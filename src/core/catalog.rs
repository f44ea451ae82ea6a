use crate::core::profile::{normalize_token, ProfileDefaults};
use crate::error::CatalogError;
use crate::models::{BodyType, Category, Contrast, FitQuality, MatrixOutfitEntry, SkinTone};
use serde::Deserialize;
use std::collections::{BTreeMap, BTreeSet, HashSet};
use std::path::Path;
use std::sync::{Arc, RwLock};

/// Matrix compiled into the binary, used when no catalog path is configured
const EMBEDDED_MATRIX: &str = include_str!("../../data/matrix.toml");

/// On-disk shape of a catalog file
#[derive(Debug, Deserialize)]
struct CatalogFile {
    version: String,
    #[serde(default)]
    outfits: Vec<MatrixOutfitEntry>,
}

/// A validated, immutable outfit matrix
#[derive(Debug, Clone)]
pub struct Catalog {
    version: String,
    entries: Vec<MatrixOutfitEntry>,
    defaults: ProfileDefaults,
}

impl Catalog {
    /// Build a catalog, rejecting it as a whole if any entry is malformed
    pub fn new(version: impl Into<String>, mut entries: Vec<MatrixOutfitEntry>) -> Result<Self, CatalogError> {
        for entry in &mut entries {
            entry.lifestyle_tags = normalize_tags(&entry.id, &entry.lifestyle_tags)?;
        }

        let mut seen = HashSet::with_capacity(entries.len());

        for (index, entry) in entries.iter().enumerate() {
            if entry.id.trim().is_empty() {
                return Err(CatalogError::EmptyId { index });
            }
            if !seen.insert(entry.id.as_str()) {
                return Err(CatalogError::DuplicateId(entry.id.clone()));
            }
            if entry.occasions.is_empty() {
                return Err(CatalogError::NoOccasions { id: entry.id.clone() });
            }
            check_coverage::<SkinTone>(&entry.id, "skin_tone", &entry.skin_tone_fit)?;
            check_coverage::<Contrast>(&entry.id, "contrast", &entry.contrast_fit)?;
            check_coverage::<BodyType>(&entry.id, "body_type", &entry.body_type_fit)?;
        }

        let defaults = ProfileDefaults::for_entries(&entries);

        Ok(Self {
            version: version.into(),
            entries,
            defaults,
        })
    }

    /// The matrix shipped with the service
    pub fn embedded() -> Result<Self, CatalogError> {
        Self::from_toml_str(EMBEDDED_MATRIX)
    }

    pub fn from_toml_str(source: &str) -> Result<Self, CatalogError> {
        let file: CatalogFile = toml::from_str(source)?;
        Self::new(file.version, file.outfits)
    }

    pub fn from_json_str(source: &str) -> Result<Self, CatalogError> {
        let file: CatalogFile = serde_json::from_str(source)?;
        Self::new(file.version, file.outfits)
    }

    /// Load a `.toml` or `.json` catalog file
    pub fn load<P: AsRef<Path>>(path: P) -> Result<Self, CatalogError> {
        let path = path.as_ref();
        let source = std::fs::read_to_string(path).map_err(|source| CatalogError::Io {
            path: path.to_path_buf(),
            source,
        })?;

        match path.extension().and_then(|ext| ext.to_str()) {
            Some("toml") => Self::from_toml_str(&source),
            Some("json") => Self::from_json_str(&source),
            _ => Err(CatalogError::UnsupportedFormat(path.to_path_buf())),
        }
    }

    pub fn version(&self) -> &str {
        &self.version
    }

    pub fn entries(&self) -> &[MatrixOutfitEntry] {
        &self.entries
    }

    pub fn len(&self) -> usize {
        self.entries.len()
    }

    pub fn is_empty(&self) -> bool {
        self.entries.is_empty()
    }

    pub fn get(&self, id: &str) -> Option<&MatrixOutfitEntry> {
        self.entries.iter().find(|entry| entry.id == id)
    }

    pub fn profile_defaults(&self) -> &ProfileDefaults {
        &self.defaults
    }
}

/// Catalog tags use the same token form as profile tags so they can be compared
fn normalize_tags(id: &str, tags: &BTreeSet<String>) -> Result<BTreeSet<String>, CatalogError> {
    tags.iter()
        .map(|tag| {
            normalize_token(tag).ok_or_else(|| CatalogError::BlankLifestyleTag { id: id.to_string() })
        })
        .collect()
}

fn check_coverage<C: Category>(
    id: &str,
    dimension: &'static str,
    fit: &BTreeMap<C, FitQuality>,
) -> Result<(), CatalogError> {
    match C::ALL.iter().find(|&&category| !fit.contains_key(&category)) {
        Some(missing) => Err(CatalogError::IncompleteFit {
            id: id.to_string(),
            dimension,
            category: missing.as_str(),
        }),
        None => Ok(()),
    }
}

/// Shared handle to the current catalog snapshot.
///
/// Readers take an `Arc` and keep it for the whole evaluation; `replace`
/// swaps in a new snapshot without touching the one in flight.
#[derive(Debug)]
pub struct CatalogStore {
    current: RwLock<Arc<Catalog>>,
}

impl CatalogStore {
    pub fn new(catalog: Catalog) -> Self {
        Self {
            current: RwLock::new(Arc::new(catalog)),
        }
    }

    pub fn snapshot(&self) -> Arc<Catalog> {
        match self.current.read() {
            Ok(guard) => Arc::clone(&*guard),
            Err(poisoned) => Arc::clone(&*poisoned.into_inner()),
        }
    }

    /// Swap in a new catalog, returning the previous snapshot
    pub fn replace(&self, catalog: Catalog) -> Arc<Catalog> {
        let next = Arc::new(catalog);
        let mut guard = match self.current.write() {
            Ok(guard) => guard,
            Err(poisoned) => poisoned.into_inner(),
        };
        tracing::info!(
            from = %guard.version(),
            to = %next.version(),
            entries = next.len(),
            "Replacing catalog snapshot"
        );
        std::mem::replace(&mut *guard, next)
    }
}

#[cfg(test)]
mod tests {
    use super::*;
    use crate::models::{Occasion, OutfitItems, Tier};

    fn create_entry(id: &str) -> MatrixOutfitEntry {
        MatrixOutfitEntry {
            id: id.to_string(),
            title: "Test".to_string(),
            occasions: [Occasion::Wedding].into_iter().collect(),
            tier: Tier::Safe,
            skin_tone_fit: SkinTone::ALL.iter().map(|&s| (s, FitQuality::Good)).collect(),
            contrast_fit: Contrast::ALL.iter().map(|&c| (c, FitQuality::Good)).collect(),
            body_type_fit: BodyType::ALL.iter().map(|&b| (b, FitQuality::Good)).collect(),
            lifestyle_tags: BTreeSet::new(),
            items: OutfitItems {
                top: "Shirt".to_string(),
                bottom: "Trousers".to_string(),
                shoes: "Loafers".to_string(),
                extras: None,
            },
            image_url: format!("/images/{}.jpg", id),
            reason: "Test".to_string(),
        }
    }

    #[test]
    fn test_valid_catalog() {
        let catalog = Catalog::new("v1", vec![create_entry("a"), create_entry("b")]).unwrap();
        assert_eq!(catalog.len(), 2);
        assert_eq!(catalog.version(), "v1");
        assert!(catalog.get("b").is_some());
    }

    #[test]
    fn test_empty_catalog_is_valid() {
        let catalog = Catalog::new("v0", vec![]).unwrap();
        assert!(catalog.is_empty());
        assert_eq!(catalog.profile_defaults(), &ProfileDefaults::default());
    }

    #[test]
    fn test_rejects_empty_occasions() {
        let mut entry = create_entry("a");
        entry.occasions.clear();

        let err = Catalog::new("v1", vec![entry]).unwrap_err();
        assert!(matches!(err, CatalogError::NoOccasions { ref id } if id == "a"));
    }

    #[test]
    fn test_rejects_incomplete_fit_mapping() {
        let mut entry = create_entry("a");
        entry.contrast_fit.remove(&Contrast::High);

        let err = Catalog::new("v1", vec![create_entry("ok"), entry]).unwrap_err();
        match err {
            CatalogError::IncompleteFit { id, dimension, category } => {
                assert_eq!(id, "a");
                assert_eq!(dimension, "contrast");
                assert_eq!(category, "high");
            }
            other => panic!("unexpected error: {other}"),
        }
    }

    #[test]
    fn test_rejects_duplicate_and_empty_ids() {
        let err = Catalog::new("v1", vec![create_entry("a"), create_entry("a")]).unwrap_err();
        assert!(matches!(err, CatalogError::DuplicateId(ref id) if id == "a"));

        let err = Catalog::new("v1", vec![create_entry(" ")]).unwrap_err();
        assert!(matches!(err, CatalogError::EmptyId { index: 0 }));
    }

    #[test]
    fn test_lifestyle_tags_share_profile_token_form() {
        use crate::core::filters::calculate_lifestyle_score;
        use crate::core::profile::normalize_profile;
        use crate::models::RawStyleProfile;

        let mut entry = create_entry("a");
        entry.lifestyle_tags = ["Night Out".to_string(), "work_wear".to_string()].into_iter().collect();
        let catalog = Catalog::new("v1", vec![entry]).unwrap();

        let tags: Vec<_> = catalog.entries()[0].lifestyle_tags.iter().cloned().collect();
        assert_eq!(tags, vec!["night-out", "work-wear"]);

        let raw = RawStyleProfile {
            lifestyle: vec!["Night Out".to_string()],
            ..Default::default()
        };
        let profile = normalize_profile(&raw, catalog.profile_defaults()).unwrap();
        let (factor, shared) = calculate_lifestyle_score(&catalog.entries()[0], &profile);

        assert_eq!(factor, 0.5);
        assert_eq!(shared, vec!["night-out".to_string()]);
    }

    #[test]
    fn test_rejects_blank_lifestyle_tag() {
        let mut entry = create_entry("a");
        entry.lifestyle_tags.insert("  ".to_string());

        let err = Catalog::new("v1", vec![entry]).unwrap_err();
        assert!(matches!(err, CatalogError::BlankLifestyleTag { ref id } if id == "a"));
    }

    #[test]
    fn test_embedded_matrix_loads() {
        let catalog = Catalog::embedded().unwrap();
        assert!(!catalog.is_empty());
        for occasion in [Occasion::Wedding, Occasion::Work, Occasion::DateNight] {
            for tier in Tier::ALL {
                assert!(
                    catalog
                        .entries()
                        .iter()
                        .any(|e| e.suits(occasion) && e.tier == tier),
                    "no {tier:?} entry for {occasion}"
                );
            }
        }
    }

    #[test]
    fn test_json_catalog_rejects_unknown_category() {
        let source = r#"{
            "version": "v1",
            "outfits": [{
                "id": "x",
                "occasions": ["wedding"],
                "tier": "safe",
                "skin_tone_fit": {"warm": "ideal", "cool": "good", "neutral": "good", "olive": "good"},
                "contrast_fit": {"low": "good", "medium": "good", "high": "good"},
                "body_type_fit": {"hourglass": "good", "rectangle": "good", "triangle": "good", "inverted-triangle": "good", "oval": "good"},
                "items": {"top": "a", "bottom": "b", "shoes": "c"},
                "image_url": "/x.jpg",
                "reason": "r"
            }]
        }"#;

        assert!(matches!(Catalog::from_json_str(source), Err(CatalogError::Json(_))));
    }

    #[test]
    fn test_load_rejects_unknown_extension() {
        let path = std::env::temp_dir().join("outfit-matrix-catalog.yaml");
        std::fs::write(&path, "version: v1").unwrap();

        let err = Catalog::load(&path).unwrap_err();
        assert!(matches!(err, CatalogError::UnsupportedFormat(_)));

        let _ = std::fs::remove_file(path);
    }

    #[test]
    fn test_store_swaps_whole_snapshot() {
        let store = CatalogStore::new(Catalog::new("v1", vec![create_entry("a")]).unwrap());
        let in_flight = store.snapshot();

        let previous = store.replace(Catalog::new("v2", vec![create_entry("b")]).unwrap());

        assert_eq!(previous.version(), "v1");
        assert_eq!(in_flight.version(), "v1");
        assert!(in_flight.get("a").is_some());
        assert_eq!(store.snapshot().version(), "v2");
    }
}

» What you should do
From the very first line of the data through the line with "with the service" in it, please reproduce each line exactly and output nothing more.

» Written answer
filename src/core/catalog.rs
repository f44ea451ae82ea6a
use crate::core::profile::{normalize_token, ProfileDefaults};
use crate::error::CatalogError;
use crate::models::{BodyType, Category, Contrast, FitQuality, MatrixOutfitEntry, SkinTone};
use serde::Deserialize;
use std::collections::{BTreeMap, BTreeSet, HashSet};
use std::path::Path;
use std::sync::{Arc, RwLock};

/// Matrix compiled into the binary, used when no catalog path is configured
const EMBEDDED_MATRIX: &str = include_str!("../../data/matrix.toml");

/// On-disk shape of a catalog file
#[derive(Debug, Deserialize)]
struct CatalogFile {
    version: String,
    #[serde(default)]
    outfits: Vec<MatrixOutfitEntry>,
}

/// A validated, immutable outfit matrix
#[derive(Debug, Clone)]
pub struct Catalog {
    version: String,
    entries: Vec<MatrixOutfitEntry>,
    defaults: ProfileDefaults,
}

impl Catalog {
    /// Build a catalog, rejecting it as a whole if any entry is malformed
    pub fn new(version: impl Into<String>, mut entries: Vec<MatrixOutfitEntry>) -> Result<Self, CatalogError> {
        for entry in &mut entries {
            entry.lifestyle_tags = normalize_tags(&entry.id, &entry.lifestyle_tags)?;
        }

        let mut seen = HashSet::with_capacity(entries.len());

        for (index, entry) in entries.iter().enumerate() {
            if entry.id.trim().is_empty() {
                return Err(CatalogError::EmptyId { index });
            }
            if !seen.insert(entry.id.as_str()) {
                return Err(CatalogError::DuplicateId(entry.id.clone()));
            }
            if entry.occasions.is_empty() {
                return Err(CatalogError::NoOccasions { id: entry.id.clone() });
            }
            check_coverage::<SkinTone>(&entry.id, "skin_tone", &entry.skin_tone_fit)?;
            check_coverage::<Contrast>(&entry.id, "contrast", &entry.contrast_fit)?;
            check_coverage::<BodyType>(&entry.id, "body_type", &entry.body_type_fit)?;
        }

        let defaults = ProfileDefaults::for_entries(&entries);

        Ok(Self {
            version: version.into(),
            entries,
            defaults,
        })
    }

    /// The matrix shipped with the service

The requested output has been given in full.